2012-13 Türkiye Kupası 4. Eleme Turu Maçı
19:00 Türk Telekom Arena
4 - 1
  • 82
    ilk yarının iyileri:
    ufuk ceylan, önündeki defans hattı yüzünden yediği gol dışında oldukça başarılı bir maç çıkarıyor.
    johan elmander, önemsiz bir maç olmasına rağmen koşuyor, mücadele ediyor ve savaşıyor. her zaman olduğu gibi.
    aydın yılmaz, etkili bindirmeleri ve yaptığı 2 asist ile ilk yarının tartışmasız yıldızı.

    sercan yıldırım, çağlar birinci ve ceygun gülselam gibi isimler bu takımda yer almamalı.
    zaten genelde tribünde oluyorlar. gönderin bank asya'ya, verdiğimiz paralar boşa gitmesin.
  • 83
    bu maçtaki ilk 11 ve yedeklere baktığımız zaman fatih terim'in şu an için öncelikli hedefinin takıma genç oyuncu kazandırmaktan ziyade sezon içerisindeki yoğun tempoda rotasyonda kullanabileceği oyuncu havuzunu genişletmek olduğunu gördüğümüz maç. avrupa'da devam etmeyi garantiledik ve büyük ihtimal şampiyonlar ligi'nde devam edeceğiz. bu sebepten ötürü sezon içerisinde çok fazla oyuncuya ihtiyaç duyacağız. onun için boşu boşuna mertan nerede? berk ünsal nerede? falan demeye gerek yok.
  • 89
    galatasaray'dan kimlerin gitmesi gerekli denilse, çoğu bu takımdan gösterilirdi.

    bu kadar adamın içinden hangi futbolcu şampiyonlar ligi çeyrek finalinde oyuna sonradan girip takıma birşeyler verebilir. hiç kimse, çünkü eğer birşey verebilecek olsalar şu anda oynadıkları 3. lig takımına karşı bir fark yaratırlardı.
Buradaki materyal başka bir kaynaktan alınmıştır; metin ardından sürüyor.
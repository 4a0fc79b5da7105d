//! OpenAI chat completions provider

use std::sync::Arc;

use async_trait::async_trait;
use reqwest::Client;
use serde::{Deserialize, Serialize};
use tracing::debug;

use crate::credentials::CredentialStore;
use crate::error::RouterError;
use crate::types::{Message, NormalizedResponse, ProviderId, Role, Usage};

use super::wire::{self, LlmProvider};

/// OpenAI provider, also the engine behind every OpenAI-compatible backend
pub struct OpenAiProvider {
    id: ProviderId,
    client: Client,
    store: Arc<dyn CredentialStore>,
    base_url: String,
    max_tokens: Option<u32>,
}

impl std::fmt::Debug for OpenAiProvider {
    fn fmt(&self, f: &mut std::fmt::Formatter<'_>) -> std::fmt::Result {
        f.debug_struct("OpenAiProvider")
            .field("id", &self.id)
            .field("base_url", &self.base_url)
            .field("max_tokens", &self.max_tokens)
            .finish()
    }
}

impl OpenAiProvider {
    pub const DEFAULT_BASE_URL: &'static str = "https://api.openai.com";
    pub const DEFAULT_MAX_TOKENS: u32 = 4000;

    pub fn new(client: Client, store: Arc<dyn CredentialStore>) -> Self {
        Self::with_identity(ProviderId::OpenAi, client, store, Self::DEFAULT_BASE_URL)
            .with_max_tokens(Some(Self::DEFAULT_MAX_TOKENS))
    }

    /// An OpenAI-shaped adapter answering as `id`, without a `max_tokens` field
    pub(crate) fn with_identity(
        id: ProviderId,
        client: Client,
        store: Arc<dyn CredentialStore>,
        base_url: &str,
    ) -> Self {
        Self {
            id,
            client,
            store,
            base_url: base_url.trim_end_matches('/').to_string(),
            max_tokens: None,
        }
    }

    pub fn with_base_url(mut self, base_url: impl AsRef<str>) -> Self {
        self.base_url = base_url.as_ref().trim_end_matches('/').to_string();
        self
    }

    /// `None` leaves `max_tokens` out of the request
    pub fn with_max_tokens(mut self, max_tokens: Option<u32>) -> Self {
        self.max_tokens = max_tokens;
        self
    }

    pub fn base_url(&self) -> &str {
        &self.base_url
    }

    /// Role/content pairs, system messages stay in-line
    fn to_openai_messages(conversation: &[Message]) -> Vec<OpenAiMessage> {
        conversation
            .iter()
            .map(|m| OpenAiMessage {
                role: m.role.to_string(),
                content: m.content.clone(),
            })
            .collect()
    }

    fn request_body(&self, conversation: &[Message], model: &str) -> serde_json::Value {
        let mut body = serde_json::json!({
            "model": model,
            "messages": Self::to_openai_messages(conversation),
        });
        if let Some(max_tokens) = self.max_tokens {
            body["max_tokens"] = max_tokens.into();
        }
        body
    }

    /// Convert an OpenAI response to the normalized shape
    fn from_openai_response(
        id: ProviderId,
        resp: OpenAiApiResponse,
    ) -> Result<NormalizedResponse, RouterError> {
        let choice = resp
            .choices
            .into_iter()
            .next()
            .ok_or_else(|| wire::malformed(id, "response had no choices"))?;

        let usage = resp.usage.map_or(Usage::default(), |u| {
            let usage = Usage::new(u.prompt_tokens, u.completion_tokens);
            if u.total_tokens.is_some_and(|t| t != usage.total_tokens) {
                debug!(
                    "{} reported total_tokens={:?}, using {}",
                    id.display_name(),
                    u.total_tokens,
                    usage.total_tokens
                );
            }
            usage
        });

        Ok(NormalizedResponse {
            content: choice.message.content.unwrap_or_default(),
            usage,
        })
    }
}

#[async_trait]
impl LlmProvider for OpenAiProvider {
    fn id(&self) -> ProviderId {
        self.id
    }

    async fn send(
        &self,
        conversation: &[Message],
        model: &str,
    ) -> Result<NormalizedResponse, RouterError> {
        let api_key = wire::api_key(self.store.as_ref(), self.id)?;
        let url = format!("{}/v1/chat/completions", self.base_url);
        let body = self.request_body(conversation, model);

        debug!(
            "{} request: model={}, messages={}",
            self.id.display_name(),
            model,
            conversation.len()
        );

        let response = self
            .client
            .post(&url)
            .bearer_auth(&api_key)
            .header("Content-Type", "application/json")
            .json(&body)
            .send()
            .await
            .map_err(wire::transport(self.id))?;

        let api_response: OpenAiApiResponse = wire::read_json(self.id, response).await?;
        Self::from_openai_response(self.id, api_response)
    }
}

// ── OpenAI wire types ──

#[derive(Debug, Clone, Serialize, Deserialize)]
struct OpenAiMessage {
    role: String,
    content: String,
}

#[derive(Debug, Clone, Deserialize)]
struct OpenAiApiResponse {
    #[serde(default)]
    choices: Vec<OpenAiChoice>,
    usage: Option<OpenAiUsage>,
}

#[derive(Debug, Clone, Deserialize)]
struct OpenAiChoice {
    message: OpenAiChoiceMessage,
}

#[derive(Debug, Clone, Deserialize)]
struct OpenAiChoiceMessage {
    content: Option<String>,
}

#[derive(Debug, Clone, Deserialize)]
struct OpenAiUsage {
    prompt_tokens: u32,
    completion_tokens: u32,
    total_tokens: Option<u32>,
}

#[cfg(test)]
mod tests {
    use super::*;
    use crate::credentials::MemoryCredentialStore;

    fn provider() -> OpenAiProvider {
        OpenAiProvider::new(Client::new(), Arc::new(MemoryCredentialStore::new()))
    }

    #[test]
    fn test_to_openai_messages_keeps_roles() {
        let msgs = vec![
            Message::system("be brief"),
            Message::user("hello"),
            Message::assistant("hi"),
        ];
        let result = OpenAiProvider::to_openai_messages(&msgs);
        let roles: Vec<&str> = result.iter().map(|m| m.role.as_str()).collect();
        assert_eq!(roles, vec!["system", "user", "assistant"]);
        assert_eq!(result[1].content, "hello");
    }

    #[test]
    fn test_request_body_shape() {
        let body = provider().request_body(&[Message::user("hello")], "gpt-4o");
        assert_eq!(body["model"], "gpt-4o");
        assert_eq!(body["max_tokens"], 4000);
        assert_eq!(body["messages"][0]["role"], "user");
        assert_eq!(body["messages"][0]["content"], "hello");
        // wire messages carry only role and content
        assert_eq!(body["messages"][0].as_object().unwrap().len(), 2);
    }

    #[test]
    fn test_request_body_without_max_tokens() {
        let body = provider()
            .with_max_tokens(None)
            .request_body(&[Message::user("hello")], "gpt-4o");
        assert!(body.get("max_tokens").is_none());
    }

    #[test]
    fn test_from_openai_response_text() {
        let resp: OpenAiApiResponse = serde_json::from_value(serde_json::json!({
            "id": "chatcmpl-1",
            "object": "chat.completion",
            "choices": [{"index": 0, "message": {"role": "assistant", "content": "Hello!"}, "finish_reason": "stop"}],
            "usage": {"prompt_tokens": 10, "completion_tokens": 5, "total_tokens": 15}
        }))
        .unwrap();
        let result = OpenAiProvider::from_openai_response(ProviderId::OpenAi, resp).unwrap();
        assert_eq!(result.content, "Hello!");
        assert_eq!(result.usage, Usage::new(10, 5));
    }

    #[test]
    fn test_from_openai_response_recomputes_total() {
        let resp: OpenAiApiResponse = serde_json::from_value(serde_json::json!({
            "choices": [{"message": {"content": "x"}}],
            "usage": {"prompt_tokens": 2, "completion_tokens": 3, "total_tokens": 99}
        }))
        .unwrap();
        let result = OpenAiProvider::from_openai_response(ProviderId::Groq, resp).unwrap();
        assert_eq!(result.usage.total_tokens, 5);
    }

    #[test]
    fn test_from_openai_response_null_content() {
        let resp: OpenAiApiResponse = serde_json::from_value(serde_json::json!({
            "choices": [{"message": {"content": null}}]
        }))
        .unwrap();
        let result = OpenAiProvider::from_openai_response(ProviderId::OpenAi, resp).unwrap();
        assert_eq!(result.content, "");
        assert_eq!(result.usage, Usage::default());
    }

    #[test]
    fn test_from_openai_response_no_choices() {
        let resp = OpenAiApiResponse {
            choices: vec![],
            usage: None,
        };
        assert!(matches!(
            OpenAiProvider::from_openai_response(ProviderId::DeepSeek, resp),
            Err(RouterError::UpstreamMalformed {
                provider: ProviderId::DeepSeek,
                ..
            })
        ));
    }

    #[test]
    fn test_base_url_trailing_slash() {
        let p = provider().with_base_url("http://localhost:8080/");
        assert_eq!(p.base_url(), "http://localhost:8080");
    }

    #[tokio::test]
    async fn test_send_without_key_fails_before_network() {
        let p = provider().with_base_url("http://127.0.0.1:9");
        let err = p.send(&[Message::user("hi")], "gpt-4o").await.unwrap_err();
        assert!(matches!(err, RouterError::CredentialMissing(ProviderId::OpenAi)));
    }

    #[test]
    fn test_openai_provider_debug_hides_key() {
        let store = Arc::new(MemoryCredentialStore::with_keys([(
            ProviderId::OpenAi,
            "sk-secret-key",
        )]));
        let provider = OpenAiProvider::new(Client::new(), store);
        let debug = format!("{:?}", provider);
        assert!(!debug.contains("sk-secret-key"));
    }
}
    emre çolak'tan bahsediyor herkes, 21 yaşında galatasaray takımında idman yapan bir çocuk, 3.lig takımına karşı pas yapamıyor. bu mu galatasaray'ın geleceği? 10 metre çapında kimse baskı yapmazken pas verebilmek mi galatasaray'ın geleceği olmak? balıkesir gibi bir takıma karşı üzerine kimse baskı yapmadan pas verebilmek herkesin yapabileceği bir şey.

    sabri. diğer adı "reyis". 28 yaşında galatasaray deneyimi almış sabri, pas hızı ayarlayamıyor, pas veremiyor, şut çekemiyor. bu mu reyis? evinizin reyisi sabri gibi olsa eve ekmek gelir miydi acaba.

    aydın, sercan, engin gibi adamlardan bahsetmiyorum bile. balıkesir gibi pres gücü ve tekniği olmayan bir takıma karşı bile top kontrolü yapamayıp, boş alana kaçamayan bu adamlar mı galatasaray forması giymeyi hak eden futbolcular?

    bu takımdan bu formayı giymeyi hak eden bir tek elmander var.

    bence balıkesir gibi bir takıma karşı 70. dakikada 3-1 önde olmak futbolu bilmeyenleri kandıran bir skordur. bugün balıkesirspor 70. dakikada eğer galatasaray'ın önde olduğu bir eleme usulü maçta oynuyorsa bu dakikadan sonra maç 10-1 bile bitebilir.

    önemli olan, galatasaray taktiği ve oyun kondisyonunu benimsemiş oyuncuların ilk 35 dakikadaki yarattıkları farktır. eğer galatasaray ilk 35-40 dakikada 2-3 farkla önde olsaydı o zaman anlaşılabilir fark olurdu ve zaten göze hoş gelen futbol oynanırdı.

    umarım fatih hoca şu anda oynayan bütün futbolcuları bu kulüpten gönderir çünkü elmander hariç hiç biri bu takıma yakışmıyor.
  • 90
    ulan helal olsun be, bizim takımımızın geleceği bu işte diye keyifle izleyemediğim 90 dakika.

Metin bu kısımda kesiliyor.